[Dataset excerpts]
.....
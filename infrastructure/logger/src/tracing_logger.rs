use business::domain::logger::Logger;
use tracing::{debug, error, info, warn};

const TARGET: &str = "catalog::use_case";

/// [`Logger`] adapter that forwards use-case messages to `tracing`.
#[derive(Debug, Default, Clone, Copy)]
pub struct TracingLogger;

impl Logger for TracingLogger {
    fn info(&self, message: &str) {
        info!(target: TARGET, "{}", message);
    }
    fn warn(&self, message: &str) {
        warn!(target: TARGET, "{}", message);
    }
    fn error(&self, message: &str) {
        error!(target: TARGET, "{}", message);
    }
    fn debug(&self, message: &str) {
        debug!(target: TARGET, "{}", message);
    }
}
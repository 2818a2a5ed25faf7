pub mod application {
    pub mod product {
        pub mod create;
        pub mod delete;
        pub mod get_by_id;
        pub mod list;
        pub mod presenter;
        pub mod update;

        #[cfg(test)]
        pub(crate) mod test_support;
    }
}

pub mod domain {
    pub mod context;
    pub mod errors;
    pub mod logger;
    pub mod product {
        pub mod errors;
        pub mod gateway;
        pub mod model;
        pub mod presenter;
        pub mod use_cases {
            pub mod create;
            pub mod delete;
            pub mod get_by_id;
            pub mod list;
            pub mod update;
        }
    }
}
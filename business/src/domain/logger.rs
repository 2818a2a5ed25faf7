/// Logging port injected into every use case.
///
/// Messages are pre-formatted; adapters decide target and sink.
pub trait Logger: Send + Sync {
    fn info(&self, message: &str);
    fn warn(&self, message: &str);
    fn error(&self, message: &str);
    fn debug(&self, message: &str);
}
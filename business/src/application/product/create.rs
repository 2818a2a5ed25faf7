use std::sync::Arc;

use async_trait::async_trait;

use crate::domain::context::RequestContext;
use crate::domain::errors::AppError;
use crate::domain::logger::Logger;
use crate::domain::product::gateway::ProductGateway;
use crate::domain::product::model::{Product, ProductProps};
use crate::domain::product::presenter::{ProductOutput, ProductPresenter};
use crate::domain::product::use_cases::create::{CreateProductParams, CreateProductUseCase};

pub struct CreateProductUseCaseImpl {
    pub gateway: Arc<dyn ProductGateway>,
    pub presenter: Arc<dyn ProductPresenter>,
    pub logger: Arc<dyn Logger>,
}

#[async_trait]
impl CreateProductUseCase for CreateProductUseCaseImpl {
    async fn execute(
        &self,
        ctx: &RequestContext,
        params: CreateProductParams,
    ) -> Result<ProductOutput, AppError> {
        self.logger.info(&format!(
            "[{}] Creating product: {}",
            ctx.request_id(),
            params.name
        ));

        let product = Product::new(ProductProps {
            name: params.name,
            description: params.description,
            price: params.price,
            category_id: params.category_id,
        })?;

        let id = self
            .gateway
            .create(ctx, &product)
            .await
            .inspect_err(|e| {
                self.logger.error(&format!(
                    "[{}] Failed to persist product: {}",
                    ctx.request_id(),
                    e
                ))
            })?;
        let product = product.with_id(id);

        self.logger.info(&format!(
            "[{}] Product created with id: {}",
            ctx.request_id(),
            product.id
        ));
        Ok(self.presenter.to_output(&product))
    }
}
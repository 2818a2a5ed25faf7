use crate::domain::product::model::Product;
use crate::domain::product::presenter::{PaginatedOutput, ProductOutput, ProductPresenter};

/// Field-for-field presenter used by the REST adapter.
pub struct ProductOutputPresenter;

impl ProductPresenter for ProductOutputPresenter {
    fn to_output(&self, product: &Product) -> ProductOutput {
        ProductOutput {
            id: product.id,
            name: product.name.clone(),
            description: product.description.clone(),
            price: product.price.clone(),
            category_id: product.category_id,
            created_at: product.created_at,
            updated_at: product.updated_at,
        }
    }

    fn to_paginated_output(
        &self,
        products: &[Product],
        total: u64,
        page: u32,
        limit: u32,
    ) -> PaginatedOutput {
        PaginatedOutput {
            total,
            page,
            limit,
            products: products.iter().map(|p| self.to_output(p)).collect(),
        }
    }
}
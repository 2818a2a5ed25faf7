use chrono::Utc;
use poem_openapi::{Object, OpenApi, payload::Json};
use serde::{Deserialize, Serialize};

use crate::api::tags::ApiTags;

/// Health check response
#[derive(Debug, Clone, Serialize, Deserialize, Object)]
pub struct HealthCheckResponse {
    /// Service status
    pub status: String,
    /// Current server timestamp
    pub timestamp: String,
    /// Service version
    pub version: String,
}

pub struct HealthApi;

#[OpenApi]
impl HealthApi {
    /// Health check endpoint
    ///
    /// Returns "healthy" while the process is serving requests.
    #[oai(path = "/health", method = "get", tag = "ApiTags::Health")]
    async fn health_check(&self) -> Json<HealthCheckResponse> {
        Json(HealthCheckResponse {
            status: "healthy".to_string(),
            timestamp: Utc::now().to_rfc3339(),
            version: env!("CARGO_PKG_VERSION").to_string(),
        })
    }
}
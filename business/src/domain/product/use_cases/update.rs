use async_trait::async_trait;
use bigdecimal::BigDecimal;

use crate::domain::context::RequestContext;
use crate::domain::errors::AppError;
use crate::domain::product::presenter::ProductOutput;

pub struct UpdateProductParams {
    pub id: u64,
    pub name: String,
    pub description: String,
    pub price: BigDecimal,
    pub category_id: u64,
}

#[async_trait]
pub trait UpdateProductUseCase: Send + Sync {
    async fn execute(
        &self,
        ctx: &RequestContext,
        params: UpdateProductParams,
    ) -> Result<ProductOutput, AppError>;
}
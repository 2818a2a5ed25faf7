pub mod db;
pub mod product {
    pub mod entity;
    pub mod gateway;
    pub mod in_memory;
}
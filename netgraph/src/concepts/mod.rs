pub mod hop;
pub mod switch_port;
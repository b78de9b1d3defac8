use netgraph::concepts::hop::{Hop, Route};
use netgraph::concepts::switch_port::{Dpid, SwitchPort};

pub fn sp(dpid: u64, port: u16) -> SwitchPort {
    SwitchPort::new(Dpid::new(dpid), port)
}

/// unicast path: enters switch 1 on port 1, leaves on port 2 towards
/// switch 2, then switch 3, then terminates (host attached on port 4)
pub fn unicast_chain() -> Route {
    let mut h3 = Hop::forwarding(sp(3, 1));
    h3.add_child(4, Hop::terminus());
    let mut h2 = Hop::forwarding(sp(2, 1));
    h2.add_child(2, h3);
    let mut h1 = Hop::forwarding(sp(1, 1));
    h1.add_child(2, h2);
    h1
}

/// multicast tree: switch 1 replicates on ports 2 and 3 towards switches
/// 2 and 3, each branch ending at a host
pub fn multicast_tree() -> Route {
    let mut left = Hop::forwarding(sp(2, 1));
    left.add_child(5, Hop::terminus());
    let mut right = Hop::forwarding(sp(3, 1));
    right.add_child(6, Hop::terminus());
    let mut root = Hop::forwarding(sp(1, 1));
    root.add_child(2, left);
    root.add_child(3, right);
    root
}

/// unicast chain of `depth` forwarding hops, built bottom-up
pub fn deep_chain(depth: u64) -> Route {
    let mut hop = Hop::terminus();
    for dpid in (1..=depth).rev() {
        let mut parent = Hop::forwarding(sp(dpid, 1));
        parent.add_child(2, hop);
        hop = parent;
    }
    hop
}
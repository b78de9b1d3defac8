use netgraph::concepts::switch_port::{Dpid, SwitchPort};
use netgraph::topology::Topology;

mod common;
use common::trees::sp;

#[test]
fn equal_identities_hash_equal() {
    // two independent constructions of the same attachment point
    let a = SwitchPort::new(Dpid::new(7), 3);
    let b = SwitchPort::new(Dpid::new(7), 3);
    assert_eq!(a, b);
    assert_eq!(a.hash_code(), b.hash_code());
    assert_eq!(a.hash_code(), a.hash_code()); // stable across calls
}

#[test]
fn distinct_identities() {
    assert_ne!(sp(7, 3), sp(7, 4));
    assert_ne!(sp(7, 3), sp(8, 3));
    assert_eq!(sp(7, 3), sp(7, 3));
}

#[test]
fn sentinel_dpid() {
    assert!(Dpid::EMPTY.is_empty());
    assert!(Dpid::new(0).is_empty());
    assert!(!Dpid::new(7).is_empty());
    assert_eq!(Dpid::from(9).as_host(), 9);
}

#[test]
fn identity_keys_a_topology_map() {
    let mut topo = Topology::new();
    topo.add_link(sp(1, 2), sp(2, 1));
    topo.add_link(sp(2, 2), sp(3, 1));
    assert_eq!(topo.len(), 2);

    // lookup is by value, not by instance
    assert_eq!(topo.neighbour(&sp(1, 2)), Some(&sp(2, 1)));
    assert_eq!(topo.neighbour(&sp(1, 3)), None);

    // re-learning a link replaces the neighbour
    topo.add_link(sp(1, 2), sp(4, 1));
    assert_eq!(topo.neighbour(&sp(1, 2)), Some(&sp(4, 1)));
    assert_eq!(topo.len(), 2);

    assert_eq!(topo.remove_link(&sp(2, 2)), Some(sp(3, 1)));
    assert_eq!(topo.remove_link(&sp(2, 2)), None);
    assert_eq!(topo.len(), 1);
    assert!(!topo.is_empty());
}

#[test]
fn identity_display() {
    assert_eq!(sp(0xab, 7).to_string(), "0000000000ab:7");
}
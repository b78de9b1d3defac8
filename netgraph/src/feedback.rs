use crate::concepts::switch_port::SwitchPort;
use thiserror::Error;

/// These are invariant violations, i.e. programming errors in the code that
/// builds a route tree. The model has no way to repair a structurally corrupt
/// tree after the fact, so it fails fast at the defect site instead of
/// returning a soft error.
#[derive(Error, Debug, Eq, PartialEq)]
pub enum TopologyDefect {
    /// A terminus ends a path and can never forward onward.
    #[error("cannot attach a child hop to a terminus")]
    ChildOfTerminus,
    /// The sentinel datapath id is reserved for route termination.
    #[error("a forwarding hop requires a non-empty datapath id")]
    EmptyDpid,
}

/// Although this is an error enum, these should be treated as warnings:
/// [`crate::concepts::hop::Hop::audit`] reports them without enforcing
/// anything, and the caller decides whether to log or reject the tree.
#[derive(Error, Debug, Eq, PartialEq)]
pub enum TopologyWarning {
    /// A forwarding hop with no children is not a terminus; a finished route
    /// should end every branch explicitly.
    #[error("forwarding hop at {at} has no children; the branch is unterminated")]
    UnterminatedBranch { at: SwitchPort },
    /// Duplicate sibling out ports are allowed by the model, but a switch
    /// that enforces one child per physical output cannot install them.
    #[error("output port {port} appears on more than one child of hop at {at}")]
    DuplicateOutPort { at: SwitchPort, port: u16 },
}
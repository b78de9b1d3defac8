use crate::concepts::switch_port::SwitchPort;
use crate::feedback::{TopologyDefect, TopologyWarning};
#[cfg(feature = "serde")]
use serde::{Deserialize, Serialize};
use std::collections::HashSet;
use std::mem;

/// One node of a route tree.
///
/// A terminus ends a path and never carries children. A forwarding hop with
/// an empty child list is an as-yet-unterminated branch, not a terminus; the
/// two states are separate variants so they cannot be conflated.
#[derive(Debug, Clone, Eq, PartialEq)]
#[cfg_attr(feature = "serde", derive(Serialize, Deserialize))]
pub enum Hop {
    /// end of a path, traffic leaves the controlled topology here
    Terminus,
    /// a switch that forwards traffic onward through one or more output ports
    Forwarding(ForwardingHop),
}

/// A route is a tree of hops, rooted at the ingress hop. Each hop may
/// replicate to several output ports, so a route is a unicast chain or a
/// multicast tree.
pub type Route = Hop;

#[derive(Debug, Clone, Eq, PartialEq)]
#[cfg_attr(feature = "serde", derive(Serialize, Deserialize))]
pub struct ForwardingHop {
    /// the inbound switch/port this hop represents
    attachment: SwitchPort,
    /// downstream hops keyed by output port, in insertion order
    children: Vec<(u16, Hop)>,
}

impl Hop {
    /// Creates a childless hop for the given attachment point.
    ///
    /// The sentinel datapath id constructs a [`Hop::Terminus`], anything else
    /// a forwarding hop. This mirrors how route computation emits hops: it
    /// marks the end of a path with an empty datapath id.
    pub fn new(attachment: SwitchPort) -> Hop {
        if attachment.dpid.is_empty() {
            Hop::Terminus
        } else {
            Hop::Forwarding(ForwardingHop {
                attachment,
                children: Vec::new(),
            })
        }
    }

    pub fn terminus() -> Hop {
        Hop::Terminus
    }

    /// Creates a childless forwarding hop.
    ///
    /// # Panics
    ///
    /// Panics if the datapath id is the sentinel; a forwarding hop must name
    /// a real switch.
    pub fn forwarding(attachment: SwitchPort) -> Hop {
        if attachment.dpid.is_empty() {
            panic!("{}", TopologyDefect::EmptyDpid);
        }
        Hop::Forwarding(ForwardingHop {
            attachment,
            children: Vec::new(),
        })
    }

    pub fn is_terminus(&self) -> bool {
        matches!(self, Hop::Terminus)
    }

    /// The attachment point of this hop, `None` for a terminus
    pub fn attachment(&self) -> Option<SwitchPort> {
        match self {
            Hop::Terminus => None,
            Hop::Forwarding(fwd) => Some(fwd.attachment),
        }
    }

    /// Read-only view of the `(out port, child)` list, in insertion order.
    /// A terminus has no children.
    pub fn children(&self) -> &[(u16, Hop)] {
        match self {
            Hop::Terminus => &[],
            Hop::Forwarding(fwd) => fwd.children(),
        }
    }

    pub fn as_forwarding(&self) -> Option<&ForwardingHop> {
        match self {
            Hop::Terminus => None,
            Hop::Forwarding(fwd) => Some(fwd),
        }
    }

    /// Appends `(out_port, child)` to this hop, taking ownership of the
    /// child subtree. Sibling out ports are not required to be unique here;
    /// whether the switch can replicate twice on one port is the caller's
    /// concern (see [`Hop::audit`]).
    ///
    /// # Panics
    ///
    /// Panics if this hop is a terminus.
    pub fn add_child(&mut self, out_port: u16, child: Hop) {
        match self {
            Hop::Terminus => panic!("{}", TopologyDefect::ChildOfTerminus),
            Hop::Forwarding(fwd) => fwd.add_child(out_port, child),
        }
    }

    /// Walks the forwarding hops of this tree in pre-order, children in
    /// insertion order. This is the traversal a flow-installation pass
    /// consumes: for each yielded hop it can read the inbound attachment
    /// point and the chosen output ports.
    pub fn walk(&self) -> Walk<'_> {
        Walk { stack: vec![self] }
    }

    /// Reviews the structure of this tree without enforcing anything.
    ///
    /// Reports a warning for every forwarding hop that has no children (a
    /// branch nothing terminates; installing flows from it would blackhole
    /// traffic at that switch) and for output ports repeated among siblings
    /// (legal in the model, suspect on hardware that allows a single child
    /// per physical output).
    pub fn audit(&self) -> Vec<TopologyWarning> {
        let mut warnings = Vec::new();
        for fwd in self.walk() {
            if fwd.children.is_empty() {
                warnings.push(TopologyWarning::UnterminatedBranch {
                    at: fwd.attachment,
                });
            }
            let mut seen = HashSet::new();
            for (out_port, _) in &fwd.children {
                if !seen.insert(*out_port) {
                    warnings.push(TopologyWarning::DuplicateOutPort {
                        at: fwd.attachment,
                        port: *out_port,
                    });
                }
            }
        }
        warnings
    }
}

impl ForwardingHop {
    pub fn attachment(&self) -> SwitchPort {
        self.attachment
    }

    pub fn children(&self) -> &[(u16, Hop)] {
        &self.children
    }

    pub fn add_child(&mut self, out_port: u16, child: Hop) {
        self.children.push((out_port, child));
    }
}

/* Dropping a hop must release the whole owned subtree without recursing,
   since route depth is bounded only by what the caller built. The worklist
   drains every hop's child list before that hop itself is dropped, so the
   recursive drop glue never sees a non-empty list. */
impl Drop for ForwardingHop {
    fn drop(&mut self) {
        let mut stack = mem::take(&mut self.children);
        while let Some((_, hop)) = stack.pop() {
            if let Hop::Forwarding(mut fwd) = hop {
                stack.append(&mut fwd.children);
            }
        }
    }
}

/// Pre-order borrowing iterator over the forwarding hops of a route tree,
/// see [`Hop::walk`]
pub struct Walk<'a> {
    stack: Vec<&'a Hop>,
}

impl<'a> Iterator for Walk<'a> {
    type Item = &'a ForwardingHop;

    fn next(&mut self) -> Option<Self::Item> {
        while let Some(hop) = self.stack.pop() {
            if let Hop::Forwarding(fwd) = hop {
                for (_, child) in fwd.children.iter().rev() {
                    self.stack.push(child);
                }
                return Some(fwd);
            }
        }
        None
    }
}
.....
> Exercise requirements
Among the entries, find each line that includes the string "childless" and copy it.

> Task answer
    /// Creates a childless hop for the given attachment point.
    /// Creates a childless forwarding hop.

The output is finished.